### WHAT YOU ARE ASKED TO DO
Count the lines below containing "camino". Number only.

Data items:
▼

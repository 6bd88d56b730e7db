//! Property tests for the invariants every engine must hold on arbitrary input

use modmine::engines::bottleneck::{ModImpact, mod_impacts};
use modmine::engines::graph::{EdgeType, GraphEdge, detect_cycles};
use modmine::engines::pattern::PatternAnalysis;
use modmine::engines::{
    BottleneckAnalysis, CancelSignal, CompatibilityMiningEngine, MemoryAnalysis,
};
use modmine::models::{CompatibilityData, ConflictSeverity, PerformanceMetric, ReportedConflict};
use modmine::orchestrator::{RiskLevel, compatibility_score, performance_score, risk_score};
use modmine::{AnalysisData, AnalysisOrchestrator};
use proptest::prelude::*;

const MODS: [&str; 5] = ["Alpha", "Bravo Textures", "Charlie Scripts", "Delta ENB", "Echo"];

fn record_strategy() -> impl Strategy<Value = CompatibilityData> {
    (0..MODS.len(), 0..MODS.len(), any::<bool>(), 0u64..1_000)
        .prop_filter("distinct mods", |(a, b, _, _)| a != b)
        .prop_map(|(a, b, compatible, ts)| {
            CompatibilityData::new(MODS[a], MODS[b], compatible).tested_by("prop", ts)
        })
}

fn edge_strategy() -> impl Strategy<Value = GraphEdge<u8>> {
    (0u8..12, 0u8..12, prop_oneof![
        Just(EdgeType::DependsOn),
        Just(EdgeType::References),
        Just(EdgeType::Requires),
        Just(EdgeType::ConflictsWith),
    ])
    .prop_map(|(source, target, edge_type)| GraphEdge {
        source,
        target,
        edge_type,
        weight: 1.0,
    })
}

proptest! {
    #[test]
    fn matrix_is_symmetric_and_bounded(log in prop::collection::vec(record_strategy(), 1..40)) {
        let engine = CompatibilityMiningEngine::new();
        let matrix = engine.build(log.clone());

        prop_assert_eq!(matrix.data_points, log.len());
        for (a, row) in &matrix.matrix {
            prop_assert!(!row.contains_key(a));
            for (b, score) in row {
                let mirrored = matrix.get(b, a).expect("mirrored entry");
                prop_assert_eq!(score, mirrored);
                prop_assert!((-1.0..=1.0).contains(&score.score));
                prop_assert!((0.0..=1.0).contains(&score.confidence));
            }
        }
    }

    #[test]
    fn rebuilding_from_the_same_log_is_idempotent(
        log in prop::collection::vec(record_strategy(), 1..20),
    ) {
        let engine = CompatibilityMiningEngine::new();
        let first = engine.build(log.clone());
        let second = engine.build(engine.evidence_log());
        prop_assert_eq!(first, second);
    }

    #[test]
    fn impact_confidence_is_bounded_and_monotone(
        fps in -200.0f64..200.0,
        memory in -8192.0f64..8192.0,
        load in -60.0f64..60.0,
        extra in 0.0f64..50.0,
    ) {
        let impact = ModImpact {
            fps_delta: fps,
            memory_delta_mb: memory,
            load_time_delta_sec: load,
            pairs: 1,
        };
        let worse = ModImpact {
            fps_delta: fps - extra * fps.signum(),
            ..impact
        };
        prop_assert!((0.0..=1.0).contains(&impact.confidence()));
        prop_assert!(worse.confidence() >= impact.confidence());
    }

    #[test]
    fn paired_impacts_average_over_pairs(
        baseline in 20.0f64..120.0,
        drops in prop::collection::vec(0.0f64..40.0, 1..6),
    ) {
        let mut metrics = vec![PerformanceMetric::new(["Base"], baseline, 0.0, 0.0, 0)];
        for (i, drop) in drops.iter().enumerate() {
            metrics.push(PerformanceMetric::new(
                ["Base".to_string(), format!("Mod {}", i)],
                baseline - drop,
                0.0,
                0.0,
                i as u64 + 1,
            ));
        }

        let impacts = mod_impacts(&metrics, &CancelSignal::never()).unwrap();
        for (i, drop) in drops.iter().enumerate() {
            let impact = &impacts[&format!("Mod {}", i)];
            prop_assert_eq!(impact.pairs, 1);
            prop_assert!((impact.fps_delta + drop).abs() < 1e-9);
        }
    }

    #[test]
    fn detected_cycles_are_closed_walks(edges in prop::collection::vec(edge_strategy(), 0..40)) {
        for cycle in detect_cycles(&edges) {
            prop_assert!(!cycle.is_empty());
            for i in 0..cycle.len() {
                let from = cycle[i];
                let to = cycle[(i + 1) % cycle.len()];
                prop_assert!(
                    edges.iter().any(|e| e.source == from
                        && e.target == to
                        && e.edge_type.is_dependency()),
                    "missing dependency edge {} -> {}", from, to
                );
            }
        }
    }

    #[test]
    fn acyclic_edges_have_no_cycles(pairs in prop::collection::vec((0u8..30, 0u8..30), 0..60)) {
        // Edges only point from lower to higher ids
        let edges: Vec<GraphEdge<u8>> = pairs
            .into_iter()
            .filter(|(a, b)| a < b)
            .map(|(source, target)| GraphEdge {
                source,
                target,
                edge_type: EdgeType::DependsOn,
                weight: 1.0,
            })
            .collect();
        prop_assert!(detect_cycles(&edges).is_empty());
    }

    #[test]
    fn risk_grows_with_critical_conflicts(minor in 0usize..5, critical in 0usize..5) {
        let mut reported: Vec<ReportedConflict> = (0..minor)
            .map(|i| ReportedConflict::new(format!("Minor {}", i), "NPC_", ConflictSeverity::Minor))
            .collect();
        let before = risk_score(
            &PatternAnalysis::default(),
            &BottleneckAnalysis::default(),
            &MemoryAnalysis::default(),
            &reported,
        );
        reported.extend(
            (0..critical).map(|i| {
                ReportedConflict::new(format!("Crit {}", i), "NPC_", ConflictSeverity::Critical)
            }),
        );
        let after = risk_score(
            &PatternAnalysis::default(),
            &BottleneckAnalysis::default(),
            &MemoryAnalysis::default(),
            &reported,
        );

        prop_assert_eq!(before, 0);
        prop_assert_eq!(after, 30 * critical as u32);
        prop_assert!(RiskLevel::from_score(after) >= RiskLevel::from_score(before));
    }

    #[test]
    fn summary_scores_stay_in_range(
        scores in prop::collection::vec(-1.0f64..=1.0, 1..5),
        fps in prop::collection::vec((0.0f64..240.0, prop::option::of(0.0f64..=100.0)), 0..10),
    ) {
        let mods: Vec<String> = (0..=scores.len()).map(|i| format!("Mod {}", i)).collect();
        let value = compatibility_score(&mods, |a, b| {
            let index = (a.len() + b.len()) % scores.len();
            scores[index]
        });
        prop_assert!((0.0..=100.0).contains(&value));

        let metrics: Vec<PerformanceMetric> = fps
            .into_iter()
            .map(|(fps, stability)| {
                let metric = PerformanceMetric::new(["Mod 0"], fps, 0.0, 0.0, 0);
                match stability {
                    Some(stability) => metric.with_stability(stability),
                    None => metric,
                }
            })
            .collect();
        let value = performance_score(&metrics);
        prop_assert!((0.0..=100.0 + 1e-9).contains(&value));
    }
}

fn reported_strategy(mods: usize) -> impl Strategy<Value = ReportedConflict> {
    (
        0..mods,
        prop_oneof![Just("NPC_"), Just("WEAP"), Just("CELL")],
        prop_oneof![
            Just(ConflictSeverity::Minor),
            Just(ConflictSeverity::Major),
            Just(ConflictSeverity::Critical),
        ],
    )
        .prop_map(|(index, record_type, severity)| {
            ReportedConflict::new(format!("Mod {}", index), record_type, severity)
        })
}

fn conflict_bundle() -> impl Strategy<Value = (AnalysisData, usize)> {
    (2usize..30).prop_flat_map(|mods| {
        (
            prop::collection::vec(reported_strategy(mods), 0..80),
            0..mods,
        )
            .prop_map(move |(conflicts, target)| {
                let data = AnalysisData {
                    mods: (0..mods).map(|i| format!("Mod {}", i)).collect(),
                    conflicts,
                    ..Default::default()
                };
                (data, target)
            })
    })
}

proptest! {
    #![proptest_config(ProptestConfig::with_cases(48))]

    #[test]
    fn analysed_risk_never_drops_with_a_critical_conflict((data, target) in conflict_bundle()) {
        let runtime = tokio::runtime::Builder::new_current_thread()
            .enable_all()
            .build()
            .unwrap();
        let orchestrator = AnalysisOrchestrator::default();

        let mut more = data.clone();
        more.conflicts.push(ReportedConflict::new(
            format!("Mod {}", target),
            "NPC_",
            ConflictSeverity::Critical,
        ));
        let (before, after) = runtime.block_on(async {
            let before = orchestrator.run_comprehensive_analysis(data).await.unwrap();
            let after = orchestrator.run_comprehensive_analysis(more).await.unwrap();
            (before, after)
        });

        prop_assert!(after.summary.risk_score >= before.summary.risk_score);
        prop_assert!(after.summary.risk_level >= before.summary.risk_level);
        prop_assert!(after.patterns.anomalies.len() >= before.patterns.anomalies.len());
    }
}
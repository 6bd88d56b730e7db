use crate::models::LoggingConfig;
use anyhow::{Context, Result};
use camino::Utf8PathBuf;
use std::fs;
use tracing_appender::non_blocking::WorkerGuard;
use tracing_appender::rolling;
use tracing_subscriber::{EnvFilter, layer::SubscriberExt, util::SubscriberInitExt};

/// Setup logging with a rotating file appender and optional console output.
///
/// Logs are written to `log_dir` with daily rotation. `RUST_LOG` overrides
/// the level picked from `debug_mode`.
///
/// # Returns
/// A guard that must be held for the duration of the program to keep logging active.
/// Fails if a global subscriber is already installed.
pub fn init_logging(config: &LoggingConfig) -> Result<WorkerGuard> {
    ensure_log_dir(&config.log_dir)?;

    // Create daily rotating file appender
    let file_appender = rolling::daily(&config.log_dir, &config.log_prefix);
    let (non_blocking, guard) = tracing_appender::non_blocking(file_appender);

    let file_layer = tracing_subscriber::fmt::layer()
        .with_writer(non_blocking)
        .with_ansi(false) // No ANSI codes in log files
        .with_target(true)
        .with_thread_ids(true)
        .with_file(true)
        .with_line_number(true);

    let console_layer = config.console_output.then(|| {
        tracing_subscriber::fmt::layer()
            .with_ansi(true)
            .with_target(false)
    });

    tracing_subscriber::registry()
        .with(env_filter(config.debug_mode))
        .with(file_layer)
        .with(console_layer)
        .try_init()
        .context("Failed to install global tracing subscriber")?;

    tracing::info!(
        "Logging initialized: dir={}, prefix={}, debug={}, console={}",
        config.log_dir,
        config.log_prefix,
        config.debug_mode,
        config.console_output
    );

    Ok(guard)
}

fn ensure_log_dir(log_dir: &str) -> Result<()> {
    let log_path = Utf8PathBuf::from(log_dir);
    if !log_path.exists() {
        fs::create_dir_all(&log_path)
            .with_context(|| format!("Failed to create log directory: {}", log_dir))?;
    }
    Ok(())
}

fn env_filter(debug_mode: bool) -> EnvFilter {
    let default_level = if debug_mode { "debug" } else { "info" };
    EnvFilter::try_from_default_env().unwrap_or_else(|_| EnvFilter::new(default_level))
}
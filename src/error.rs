//! Error types surfaced across the analysis boundary.
//!
//! Data-quality problems (short series, malformed records, missing evidence)
//! never end up here: engines degrade to neutral results instead. Only
//! conditions the caller has to react to are modelled as errors.

use thiserror::Error;

/// Errors returned by the analysis engines and the orchestrator
#[derive(Error, Debug)]
pub enum AnalysisError {
    #[error("No input supplied: mods, metrics, load order and plugins are all empty")]
    EmptyInput,

    #[error("Required data set is empty: {what}")]
    EmptyDataset { what: &'static str },

    #[error("{operation} cancelled")]
    Cancelled { operation: &'static str },

    #[error("Analysis task failed: {0}")]
    TaskFailed(#[from] tokio::task::JoinError),

    #[error("Serialization error: {0}")]
    Serialization(#[from] serde_json::Error),
}

pub type Result<T> = std::result::Result<T, AnalysisError>;
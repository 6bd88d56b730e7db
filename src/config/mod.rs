use crate::models::AnalysisConfig;
use anyhow::{Context, Result};
use camino::{Utf8Path, Utf8PathBuf};
use config::{Config, Environment, File, FileFormat};
use std::fs;

/// File name of the analysis configuration inside the config directory
pub const CONFIG_FILE_NAME: &str = "modmine.yaml";

/// Prefix for environment overrides, e.g. `MODMINE_TRAINING__SEED=7`
pub const ENV_PREFIX: &str = "MODMINE";

/// Configuration manager for loading and saving the analysis configuration.
///
/// Values are layered, later sources winning:
/// 1. Built-in defaults ([`AnalysisConfig::default`])
/// 2. `modmine.yaml` in the config directory (optional)
/// 3. `MODMINE_*` environment variables, `__` separating nested keys
#[derive(Debug, Clone)]
pub struct ConfigManager {
    config_dir: Utf8PathBuf,
    config_path: Utf8PathBuf,
}

impl ConfigManager {
    /// Create a new ConfigManager with the specified configuration directory.
    ///
    /// # Arguments
    /// * `config_dir` - Directory containing `modmine.yaml`; created if missing
    pub fn new<P: AsRef<Utf8Path>>(config_dir: P) -> Result<Self> {
        let config_dir = config_dir.as_ref().to_path_buf();

        // Create config directory if it doesn't exist
        if !config_dir.exists() {
            fs::create_dir_all(&config_dir)
                .with_context(|| format!("Failed to create config directory: {}", config_dir))?;
        }

        Ok(Self {
            config_path: config_dir.join(CONFIG_FILE_NAME),
            config_dir,
        })
    }

    /// Load the layered configuration.
    ///
    /// # Returns
    /// The loaded AnalysisConfig, or defaults (plus any environment
    /// overrides) if the file doesn't exist
    pub fn load_config(&self) -> Result<AnalysisConfig> {
        self.load_with_env(Self::environment())
    }

    /// Save the configuration file.
    ///
    /// # Arguments
    /// * `config` - The AnalysisConfig to save
    pub fn save_config(&self, config: &AnalysisConfig) -> Result<()> {
        let yaml_string = serde_yaml_ng::to_string(config)
            .context("Failed to serialize analysis config to YAML")?;

        fs::write(&self.config_path, yaml_string)
            .with_context(|| format!("Failed to write analysis config: {}", self.config_path))?;

        tracing::info!("Saved analysis config to {}", self.config_path);
        Ok(())
    }

    /// Get the configuration directory path.
    pub fn config_dir(&self) -> &Utf8Path {
        &self.config_dir
    }

    /// Get the configuration file path.
    pub fn config_path(&self) -> &Utf8Path {
        &self.config_path
    }

    fn environment() -> Environment {
        Environment::with_prefix(ENV_PREFIX)
            .prefix_separator("_")
            .separator("__")
            .try_parsing(true)
    }

    fn load_with_env(&self, env: Environment) -> Result<AnalysisConfig> {
        if !self.config_path.exists() {
            tracing::warn!(
                "Analysis config file not found at {}, using defaults",
                self.config_path
            );
        }

        let defaults = Config::try_from(&AnalysisConfig::default())
            .context("Failed to build default analysis config")?;

        let config: AnalysisConfig = Config::builder()
            .add_source(defaults)
            .add_source(File::new(self.config_path.as_str(), FileFormat::Yaml).required(false))
            .add_source(env)
            .build()
            .with_context(|| format!("Failed to read analysis config: {}", self.config_path))?
            .try_deserialize()
            .with_context(|| format!("Failed to parse analysis config: {}", self.config_path))?;

        tracing::info!("Loaded analysis config from {}", self.config_dir);
        Ok(config)
    }
}
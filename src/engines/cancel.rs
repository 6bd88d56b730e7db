use crate::error::{AnalysisError, Result};
use std::sync::Arc;
use std::sync::atomic::{AtomicBool, Ordering};
use std::time::{Duration, Instant};

/// Cooperative cancellation signal with an optional deadline
///
/// Cloned handles share the same flag; cancelling one cancels all of them.
/// Long loops call [`check`](Self::check) once per iteration.
#[derive(Debug, Clone)]
pub struct CancelSignal {
    cancelled: Arc<AtomicBool>,
    deadline: Option<Instant>,
}

impl CancelSignal {
    /// A signal that only trips on an explicit [`cancel`](Self::cancel)
    pub fn never() -> Self {
        Self {
            cancelled: Arc::new(AtomicBool::new(false)),
            deadline: None,
        }
    }

    /// A signal that also trips once `timeout` has elapsed
    pub fn with_timeout(timeout: Duration) -> Self {
        Self {
            cancelled: Arc::new(AtomicBool::new(false)),
            deadline: Instant::now().checked_add(timeout),
        }
    }

    pub fn cancel(&self) {
        self.cancelled.store(true, Ordering::Release);
    }

    /// True after `cancel()` or once the deadline has passed
    pub fn is_cancelled(&self) -> bool {
        if self.cancelled.load(Ordering::Acquire) {
            return true;
        }
        match self.deadline {
            Some(deadline) if Instant::now() >= deadline => {
                self.cancelled.store(true, Ordering::Release);
                true
            }
            _ => false,
        }
    }

    /// Error out of `operation` if the signal has tripped
    pub fn check(&self, operation: &'static str) -> Result<()> {
        if self.is_cancelled() {
            tracing::warn!("{} cancelled", operation);
            return Err(AnalysisError::Cancelled { operation });
        }
        Ok(())
    }
}

impl Default for CancelSignal {
    fn default() -> Self {
        Self::never()
    }
}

▲

### RESPONSE AREA
2